#### Task instructions:
State how many lines in the listing contain the string "every", and add nothing to that number.

▼

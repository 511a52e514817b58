use std::{collections::HashMap, sync::LazyLock};

pub const HIRAGANA_CONVERSION_RANGE: (u32, u32) = (0x3041, 0x3096);
pub const KATAKANA_CONVERSION_RANGE: (u32, u32) = (0x30a1, 0x30f6);
pub const KATAKANA_RANGE: (u32, u32) = (0x30a0, 0x30ff);
pub const HALFWIDTH_KATAKANA_RANGE: (u32, u32) = (0xff66, 0xff9f);

/// Offset between a katakana codepoint and its hiragana counterpart.
const KATAKANA_HIRAGANA_OFFSET: u32 = 0x60;

/// The katakana-hiragana prolonged sound mark (`ー`), which elongates the
/// vowel of the preceding kana.
pub const PROLONGED_SOUND_MARK: char = '\u{30fc}';

const HALFWIDTH_VOICED_MARK: char = 'ﾞ';
const HALFWIDTH_SEMI_VOICED_MARK: char = 'ﾟ';

/// Halfwidth katakana and their fullwidth forms.
/// Each value holds up to three variants: plain, dakuten, handakuten.
#[rustfmt::skip]
static HALFWIDTH_KATAKANA_MAP: LazyLock<HashMap<char, &str>> = LazyLock::new(|| {
    HashMap::from([
        ('･', "・"),('ｦ', "ヲヺ"),('ｧ', "ァ"),('ｨ', "ィ"),('ｩ', "ゥ"),('ｪ', "ェ"),
        ('ｫ', "ォ"),('ｬ', "ャ"),('ｭ', "ュ"),('ｮ', "ョ"),('ｯ', "ッ"),('ｰ', "ー"),
        ('ｱ', "ア"),('ｲ', "イ"),('ｳ', "ウヴ"),('ｴ', "エ"),('ｵ', "オ"),('ｶ', "カガ"),
        ('ｷ', "キギ"),('ｸ', "クグ"),('ｹ', "ケゲ"),('ｺ', "コゴ"),('ｻ', "サザ"),
        ('ｼ', "シジ"),('ｽ', "スズ"),('ｾ', "セゼ"),('ｿ', "ソゾ"),('ﾀ', "タダ"),('ﾁ', "チヂ"),
        ('ﾂ', "ツヅ"),('ﾃ', "テデ"),('ﾄ', "トド"),('ﾅ', "ナ"),('ﾆ', "ニ"),('ﾇ', "ヌ"),
        ('ﾈ', "ネ"),('ﾉ', "ノ"),('ﾊ', "ハバパ"),('ﾋ', "ヒビピ"),('ﾌ', "フブプ"),
        ('ﾍ', "ヘベペ"),('ﾎ', "ホボポ"),('ﾏ', "マ"),('ﾐ', "ミ"),('ﾑ', "ム"),
        ('ﾒ', "メ"),('ﾓ', "モ"),('ﾔ', "ヤ"),('ﾕ', "ユ"),('ﾖ', "ヨ"),('ﾗ', "ラ"),
        ('ﾘ', "リ"),('ﾙ', "ル"),('ﾚ', "レ"),('ﾛ', "ロ"),('ﾜ', "ワ"),('ﾝ', "ン"),
    ])
});

#[rustfmt::skip]
static VOWEL_TO_KANA_MAPPING: LazyLock<HashMap<char, &str>> = LazyLock::new(|| {
    HashMap::from([
        ('a', "ぁあかがさざただなはばぱまゃやらゎわヵァアカガサザタダナハバパマャヤラヮワヵヷ"),
        ('i', "ぃいきぎしじちぢにひびぴみりゐィイキギシジチヂニヒビピミリヰヸ"),
        ('u', "ぅうくぐすずっつづぬふぶぷむゅゆるゥウクグスズッツヅヌフブプムュユルヴ"),
        ('e', "ぇえけげせぜてでねへべぺめれゑヶェエケゲセゼテデネヘベペメレヱヶヹ"),
        ('o', "ぉおこごそぞとどのほぼぽもょよろをォオコゴソゾトドノホボポモョヨロヲヺ"),
    ])
});

static KANA_TO_VOWEL_MAPPING: LazyLock<HashMap<char, char>> = LazyLock::new(|| {
    let mut map = HashMap::new();
    for (&vowel, characters) in VOWEL_TO_KANA_MAPPING.iter() {
        for char in characters.chars() {
            map.insert(char, vowel);
        }
    }
    map
});

fn is_code_point_in_range(code_point: u32, (min, max): (u32, u32)) -> bool {
    (min..=max).contains(&code_point)
}

pub fn is_katakana(char: char) -> bool {
    is_code_point_in_range(char as u32, KATAKANA_RANGE)
        || is_code_point_in_range(char as u32, HALFWIDTH_KATAKANA_RANGE)
}

pub fn is_all_katakana(text: &str) -> bool {
    !text.is_empty() && text.chars().all(is_katakana)
}

/// Converts katakana (fullwidth and halfwidth) to hiragana, leaving every
/// other character untouched. The prolonged sound mark is preserved; its
/// expansion is a separate step ([expand_long_vowel_marks]).
pub fn katakana_to_hiragana(text: &str) -> String {
    let mut result = String::with_capacity(text.len());
    let mut chars = text.chars().peekable();
    while let Some(char) = chars.next() {
        let char = match HALFWIDTH_KATAKANA_MAP.get(&char) {
            Some(variants) => {
                let variants: Vec<char> = variants.chars().collect();
                match chars.peek() {
                    Some(&HALFWIDTH_VOICED_MARK) if variants.len() > 1 => {
                        chars.next();
                        variants[1]
                    }
                    Some(&HALFWIDTH_SEMI_VOICED_MARK) if variants.len() > 2 => {
                        chars.next();
                        variants[2]
                    }
                    _ => variants[0],
                }
            }
            None => char,
        };
        let code_point = char as u32;
        // ァ..ヶ sit exactly 0x60 above ぁ..ゖ
        match is_code_point_in_range(code_point, KATAKANA_CONVERSION_RANGE)
            .then(|| char::from_u32(code_point - KATAKANA_HIRAGANA_OFFSET))
            .flatten()
        {
            Some(converted) => result.push(converted),
            None => result.push(char),
        }
    }
    result
}

/// Number of prolonged sound marks past the first character. A mark in
/// leading position has no preceding kana and cannot be expanded.
pub fn expandable_long_vowel_mark_count(text: &str) -> usize {
    text.chars()
        .skip(1)
        .filter(|&c| c == PROLONGED_SOUND_MARK)
        .count()
}

pub fn contains_long_vowel_mark(text: &str) -> bool {
    text.contains(PROLONGED_SOUND_MARK)
}

/// Vowel kana a prolonged sound mark can stand in for, given the vowel row
/// of the preceding kana. The e row elongates as either え or い and the o
/// row as either お or う, so a single mark can branch into two variants.
fn long_vowel_mark_expansions(previous: char) -> Option<&'static [char]> {
    match KANA_TO_VOWEL_MAPPING.get(&previous) {
        Some('a') => Some(&['あ']),
        Some('i') => Some(&['い']),
        Some('u') => Some(&['う']),
        Some('e') => Some(&['え', 'い']),
        Some('o') => Some(&['お', 'う']),
        _ => None,
    }
}

/// Produces every reading of `text` with each expandable prolonged sound
/// mark replaced by a concrete vowel kana. A mark whose preceding character
/// has no vowel row is kept as-is. The caller bounds the mark count; the
/// variant count doubles per e/o-row mark.
pub fn expand_long_vowel_marks(text: &str) -> Vec<String> {
    let mut variants: Vec<String> = vec![String::with_capacity(text.len())];
    for (i, char) in text.chars().enumerate() {
        if char != PROLONGED_SOUND_MARK || i == 0 {
            for variant in &mut variants {
                variant.push(char);
            }
            continue;
        }
        let mut next_variants = Vec::with_capacity(variants.len());
        for variant in &variants {
            // expand against the concrete kana chosen so far, so ーー
            // chains elongate the vowel picked for the previous mark
            let expansions = variant
                .chars()
                .next_back()
                .and_then(long_vowel_mark_expansions);
            match expansions {
                Some(expansions) => {
                    for &expansion in expansions {
                        let mut next = variant.clone();
                        next.push(expansion);
                        next_variants.push(next);
                    }
                }
                None => {
                    let mut next = variant.clone();
                    next.push(char);
                    next_variants.push(next);
                }
            }
        }
        variants = next_variants;
    }
    variants
}

#[cfg(test)]
mod tests {
    use super::*;
    use pretty_assertions::assert_eq;

    #[test]
    fn katakana_folds_to_hiragana() {
        assert_eq!(katakana_to_hiragana("カタカナ"), "かたかな");
        assert_eq!(katakana_to_hiragana("わかる"), "わかる");
        assert_eq!(katakana_to_hiragana("分カル"), "分かる");
        assert_eq!(katakana_to_hiragana("ヴ"), "ゔ");
    }

    #[test]
    fn halfwidth_katakana_folds_with_voicing_marks() {
        assert_eq!(katakana_to_hiragana("ｶﾞｷﾞ"), "がぎ");
        assert_eq!(katakana_to_hiragana("ﾊﾟﾝ"), "ぱん");
        assert_eq!(katakana_to_hiragana("ｱｲｳ"), "あいう");
    }

    #[test]
    fn prolonged_sound_mark_survives_folding() {
        assert_eq!(katakana_to_hiragana("ケーキ"), "けーき");
    }

    #[test]
    fn expandable_mark_count_skips_leading_mark() {
        assert_eq!(expandable_long_vowel_mark_count("ーけき"), 0);
        assert_eq!(expandable_long_vowel_mark_count("けーきー"), 2);
        assert_eq!(expandable_long_vowel_mark_count("けき"), 0);
    }

    #[test]
    fn long_vowel_marks_expand_by_vowel_row() {
        assert_eq!(expand_long_vowel_marks("かー"), vec!["かあ"]);
        let mut expanded = expand_long_vowel_marks("けーき");
        expanded.sort();
        assert_eq!(expanded, vec!["けいき", "けえき"]);
        let mut expanded = expand_long_vowel_marks("ろーど");
        expanded.sort();
        assert_eq!(expanded, vec!["ろうど", "ろおど"]);
    }

    #[test]
    fn chained_marks_expand_against_the_chosen_vowel() {
        // the second mark sees the kana picked for the first, and an お pick
        // branches again
        let mut expanded = expand_long_vowel_marks("こーー");
        expanded.sort();
        assert_eq!(expanded, vec!["こうう", "こおう", "こおお"]);
    }

    #[test]
    fn unexpandable_mark_is_kept() {
        assert_eq!(expand_long_vowel_marks("んー"), vec!["んー"]);
    }

    #[test]
    fn katakana_classification() {
        assert!(is_all_katakana("カタカナ"));
        assert!(is_all_katakana("ｶﾀｶﾅ"));
        assert!(!is_all_katakana("かたかな"));
        assert!(!is_all_katakana(""));
        assert!(is_katakana('ー'));
    }
}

▲

#### Result below:
2